Impact of Klebsiella pneumoniae on efferocytosis of polymorphonuclear cells

Abstract

Abstract Efficient clearance of invading pathogen and the infiltrating cells by phagocytic cells are two key events that are required for successful elimination of a pathological insult. Clearance of the pathogen is usually achieved by phagocytosis and dead cells are cleared by a process called efferocytosis. While there is substantial information on various strategies employed by a number of pathogens to subvert phagocytosis, our knowledge about inhibition of efferocytosis by microbes is extremely limited. In that regard, we observed that, polymorphonuclear cells (PMNs) infected with Klebsiella pneumoniae (KPn), an opportunistic pathogen and a frequent cause of nosocomial infections leading to sepsis, were efferocytosed less than their uninfected counterparts. This inhibition did not correlate with the infection induced effect on phosphatidylserine (PS) exposure, a well-studied “eat me” signal recognized by efferocytic cells or p53 expression, as a marker of apoptosis in PMNs. We further observed that bacterial replication is required for the full inhibitory effect on efferocytosis since heat-killed KPn were not as effective in inhibiting efferocytosis of PMNs.

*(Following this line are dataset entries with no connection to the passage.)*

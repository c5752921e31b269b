// ==========================================
// Org Structure Engine - Validation & Hierarchy Rules
// ==========================================
// Responsibility: department-code / tab-number grammars, parent-code
// derivation, delete gating, email checks
// Shared by the importer and the service layer; pure functions only,
// no I/O and no persistence
// ==========================================

use serde::{Deserialize, Serialize};

// ==========================================
// CodeRule - department code grammar
// ==========================================
// A department code is a dot-delimited chain of segments. Each segment
// is made of uppercase letters (any alphabet) and ASCII digits. The
// prefix segments name the ancestor chain, so "AP.3.2" sits under
// "AP.3" which sits under "AP". Codes are case- and locale-sensitive.
#[derive(Debug, Clone, Serialize, Deserialize)]
pub struct CodeRule {
    /// Upper bound on total code length (characters)
    pub max_length: usize,
    /// Upper bound on segment count (hierarchy depth)
    pub max_segments: usize,
}

impl Default for CodeRule {
    fn default() -> Self {
        Self {
            max_length: 50,
            max_segments: 10,
        }
    }
}

impl CodeRule {
    /// Validates a department code against the grammar.
    ///
    /// # Returns
    /// - Ok(()): the code is well-formed
    /// - Err(String): human-readable reason, embedded into row diagnostics
    pub fn validate(&self, code: &str) -> Result<(), String> {
        if code.is_empty() {
            return Err("code is empty".to_string());
        }
        if code.chars().count() > self.max_length {
            return Err(format!("code exceeds {} characters", self.max_length));
        }

        let segments: Vec<&str> = code.split('.').collect();
        if segments.len() > self.max_segments {
            return Err(format!("code exceeds {} segments", self.max_segments));
        }

        for segment in segments {
            if segment.is_empty() {
                return Err("code contains an empty segment".to_string());
            }
            for ch in segment.chars() {
                let valid = ch.is_ascii_digit() || (ch.is_alphabetic() && ch.is_uppercase());
                if !valid {
                    return Err(format!("invalid character '{}'", ch));
                }
            }
        }

        Ok(())
    }
}

// ==========================================
// TabNumberRule - personnel tab number grammar
// ==========================================
// A tab number is an uppercase letter prefix followed by a digit run,
// e.g. "AR21000612" or "EMP001". Both parts are length-bounded; the
// bounds are configuration so deployments with stricter personnel
// numbering can narrow them.
#[derive(Debug, Clone, Serialize, Deserialize)]
pub struct TabNumberRule {
    pub min_letters: usize,
    pub max_letters: usize,
    pub min_digits: usize,
    pub max_digits: usize,
}

impl Default for TabNumberRule {
    fn default() -> Self {
        Self {
            min_letters: 1,
            max_letters: 4,
            min_digits: 3,
            max_digits: 10,
        }
    }
}

impl TabNumberRule {
    /// Validates a tab number against the grammar.
    pub fn validate(&self, value: &str) -> Result<(), String> {
        if value.is_empty() {
            return Err("tab number is empty".to_string());
        }

        let letters: String = value
            .chars()
            .take_while(|ch| ch.is_alphabetic() && ch.is_uppercase())
            .collect();
        let rest = &value[letters.len()..];

        let letter_count = letters.chars().count();
        if letter_count < self.min_letters || letter_count > self.max_letters {
            return Err(format!(
                "letter prefix must be {}-{} uppercase letters",
                self.min_letters, self.max_letters
            ));
        }

        if let Some(bad) = rest.chars().find(|ch| !ch.is_ascii_digit()) {
            return Err(format!("unexpected character '{}'", bad));
        }

        let digit_count = rest.len();
        if digit_count < self.min_digits || digit_count > self.max_digits {
            return Err(format!(
                "digit part must be {}-{} digits",
                self.min_digits, self.max_digits
            ));
        }

        Ok(())
    }
}

// ==========================================
// ValidationRules - injected rule bundle
// ==========================================
#[derive(Debug, Clone, Default, Serialize, Deserialize)]
pub struct ValidationRules {
    pub code: CodeRule,
    pub tab: TabNumberRule,
}

impl ValidationRules {
    pub fn validate_department_code(&self, code: &str) -> Result<(), String> {
        self.code.validate(code)
    }

    pub fn validate_tab_number(&self, value: &str) -> Result<(), String> {
        self.tab.validate(value)
    }
}

// ==========================================
// Hierarchy derivations
// ==========================================

/// Derives the parent code by stripping the last dot segment.
///
/// Single-segment codes are roots and have no parent.
pub fn parent_code_of(code: &str) -> Option<&str> {
    code.rfind('.').map(|idx| &code[..idx])
}

/// Hierarchy depth encoded in the code: segment count minus one, root = 0.
pub fn code_level(code: &str) -> i32 {
    code.matches('.').count() as i32
}

/// A department may be deleted only when it has no children and no
/// assigned employees.
pub fn can_delete(child_count: usize, employee_count: i64) -> bool {
    child_count == 0 && employee_count == 0
}

// ==========================================
// Email check
// ==========================================

/// Minimal structural email check: one '@', non-empty local part, a
/// dotted domain, no whitespace. Deliverability is not our concern.
pub fn valid_email(value: &str) -> bool {
    if value.chars().any(|ch| ch.is_whitespace()) {
        return false;
    }

    let mut parts = value.splitn(2, '@');
    let local = parts.next().unwrap_or("");
    let domain = match parts.next() {
        Some(d) => d,
        None => return false,
    };

    if local.is_empty() || domain.is_empty() || domain.contains('@') {
        return false;
    }

    domain.contains('.') && !domain.starts_with('.') && !domain.ends_with('.')
}
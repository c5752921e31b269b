// ==========================================
// Logging initialization
// ==========================================
// tracing + tracing-subscriber
// Log level configurable through the environment
// ==========================================

use tracing_subscriber::{fmt, EnvFilter};

/// Initializes the logging system.
///
/// # Environment
/// - RUST_LOG: level filter (default: info)
///   e.g. RUST_LOG=debug or RUST_LOG=org_structure_engine=trace
///
/// # Example
/// ```no_run
/// use org_structure_engine::logging;
/// logging::init();
/// ```
pub fn init() {
    // Level filter from the environment, info by default
    let filter = EnvFilter::try_from_default_env()
        .unwrap_or_else(|_| EnvFilter::new("info"));

    fmt()
        .with_env_filter(filter)
        .with_target(true)
        .with_thread_ids(false)
        .with_line_number(true)
        .init();
}

/// Initializes logging for tests.
///
/// More verbose level, output captured by the test harness.
pub fn init_test() {
    let _ = fmt()
        .with_env_filter(EnvFilter::new("debug"))
        .with_test_writer()
        .try_init();
}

Next we examined the possible role of LPS in diminishing effecrocytosis, given that KPn is a Gram-negative bacterium. By utilizing cells deficient in TLR-4 (a receptor for LPS) and direct stimulation with LPS we determined that LPS is able to directly inhibit efferocytosis of PMNs. To our knowledge, this study is the first to show a modulatory effect of KPn infection and LPS on PMNs leading to inhibition of their efferocytic uptake by macrophages. This could have implications in acute and chronic airway inflammatory diseases such as pneumonia, sepsis, cystic fibrosis, and COPD.